» Exercise instructions
Up to the line containing "Action::CopyResult => Ok(session.summary().map(|text|", nothing is kept; from that line through the end of the data below, output every line exactly.

* * * * * * * * *

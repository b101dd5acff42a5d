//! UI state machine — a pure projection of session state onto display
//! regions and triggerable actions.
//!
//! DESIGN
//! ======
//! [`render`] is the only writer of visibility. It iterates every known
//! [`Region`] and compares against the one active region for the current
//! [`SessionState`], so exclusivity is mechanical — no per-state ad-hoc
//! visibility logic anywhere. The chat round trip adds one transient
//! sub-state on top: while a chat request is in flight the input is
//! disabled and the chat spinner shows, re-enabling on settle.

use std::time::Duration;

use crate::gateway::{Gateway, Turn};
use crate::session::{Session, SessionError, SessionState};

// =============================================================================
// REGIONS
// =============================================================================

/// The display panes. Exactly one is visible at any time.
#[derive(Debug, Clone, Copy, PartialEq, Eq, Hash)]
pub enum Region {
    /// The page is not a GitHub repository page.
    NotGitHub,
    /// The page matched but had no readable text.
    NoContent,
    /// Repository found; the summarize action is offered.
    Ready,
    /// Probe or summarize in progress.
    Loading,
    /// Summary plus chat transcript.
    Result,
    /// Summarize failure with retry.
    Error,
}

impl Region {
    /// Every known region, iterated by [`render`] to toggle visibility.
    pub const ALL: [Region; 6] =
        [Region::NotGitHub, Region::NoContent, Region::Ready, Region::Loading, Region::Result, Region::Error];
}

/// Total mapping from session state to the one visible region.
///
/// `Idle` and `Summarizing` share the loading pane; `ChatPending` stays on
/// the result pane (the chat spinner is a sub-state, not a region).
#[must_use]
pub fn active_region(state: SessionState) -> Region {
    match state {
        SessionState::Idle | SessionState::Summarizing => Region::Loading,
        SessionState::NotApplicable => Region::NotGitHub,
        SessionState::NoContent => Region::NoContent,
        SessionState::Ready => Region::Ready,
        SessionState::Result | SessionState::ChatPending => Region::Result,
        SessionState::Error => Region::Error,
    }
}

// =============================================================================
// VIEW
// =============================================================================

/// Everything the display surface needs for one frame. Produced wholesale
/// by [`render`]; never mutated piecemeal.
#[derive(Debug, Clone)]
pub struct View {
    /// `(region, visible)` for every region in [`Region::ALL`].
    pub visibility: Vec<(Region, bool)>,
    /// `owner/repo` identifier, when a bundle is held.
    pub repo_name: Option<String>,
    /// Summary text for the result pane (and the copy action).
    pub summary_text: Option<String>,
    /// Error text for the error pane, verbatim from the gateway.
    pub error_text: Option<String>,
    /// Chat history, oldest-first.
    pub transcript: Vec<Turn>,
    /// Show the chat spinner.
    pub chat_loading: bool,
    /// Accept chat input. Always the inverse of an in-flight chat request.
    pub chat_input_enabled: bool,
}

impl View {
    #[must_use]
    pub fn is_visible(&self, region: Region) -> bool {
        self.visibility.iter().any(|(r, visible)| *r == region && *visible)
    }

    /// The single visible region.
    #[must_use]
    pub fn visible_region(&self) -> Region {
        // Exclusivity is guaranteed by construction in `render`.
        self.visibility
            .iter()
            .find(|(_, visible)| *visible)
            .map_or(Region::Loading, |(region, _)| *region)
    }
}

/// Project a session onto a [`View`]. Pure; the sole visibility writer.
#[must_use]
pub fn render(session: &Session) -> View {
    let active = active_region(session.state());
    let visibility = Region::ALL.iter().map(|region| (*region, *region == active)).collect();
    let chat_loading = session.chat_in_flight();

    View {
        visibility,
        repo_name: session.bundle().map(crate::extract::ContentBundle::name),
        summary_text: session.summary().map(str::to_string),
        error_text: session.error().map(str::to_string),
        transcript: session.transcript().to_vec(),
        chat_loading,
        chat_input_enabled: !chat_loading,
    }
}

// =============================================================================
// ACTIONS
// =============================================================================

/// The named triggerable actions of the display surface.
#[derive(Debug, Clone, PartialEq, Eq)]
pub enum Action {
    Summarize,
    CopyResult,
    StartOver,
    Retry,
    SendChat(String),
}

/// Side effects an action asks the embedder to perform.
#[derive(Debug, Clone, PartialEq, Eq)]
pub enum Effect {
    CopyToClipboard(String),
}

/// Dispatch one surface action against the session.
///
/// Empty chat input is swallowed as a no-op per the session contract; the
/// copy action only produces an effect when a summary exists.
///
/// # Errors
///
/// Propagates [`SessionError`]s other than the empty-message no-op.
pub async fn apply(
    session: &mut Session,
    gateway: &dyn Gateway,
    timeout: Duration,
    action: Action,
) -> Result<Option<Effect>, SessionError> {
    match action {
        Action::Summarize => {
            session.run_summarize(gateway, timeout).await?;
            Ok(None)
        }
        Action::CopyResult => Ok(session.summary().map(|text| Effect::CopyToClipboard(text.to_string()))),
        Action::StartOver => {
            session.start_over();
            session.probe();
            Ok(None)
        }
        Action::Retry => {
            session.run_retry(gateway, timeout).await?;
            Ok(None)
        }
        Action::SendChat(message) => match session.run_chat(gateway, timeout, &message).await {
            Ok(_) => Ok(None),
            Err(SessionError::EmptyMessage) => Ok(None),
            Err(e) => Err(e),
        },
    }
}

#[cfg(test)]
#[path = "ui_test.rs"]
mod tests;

* * * * * * * * *

» Task output
        Action::CopyResult => Ok(session.summary().map(|text| Effect::CopyToClipboard(text.to_string()))),
        Action::StartOver => {
            session.start_over();
            session.probe();
            Ok(None)
        }
        Action::Retry => {
            session.run_retry(gateway, timeout).await?;
            Ok(None)
        }
        Action::SendChat(message) => match session.run_chat(gateway, timeout, &message).await {
            Ok(_) => Ok(None),
            Err(SessionError::EmptyMessage) => Ok(None),
            Err(e) => Err(e),
        },
    }
}

#[cfg(test)]
#[path = "ui_test.rs"]
mod tests;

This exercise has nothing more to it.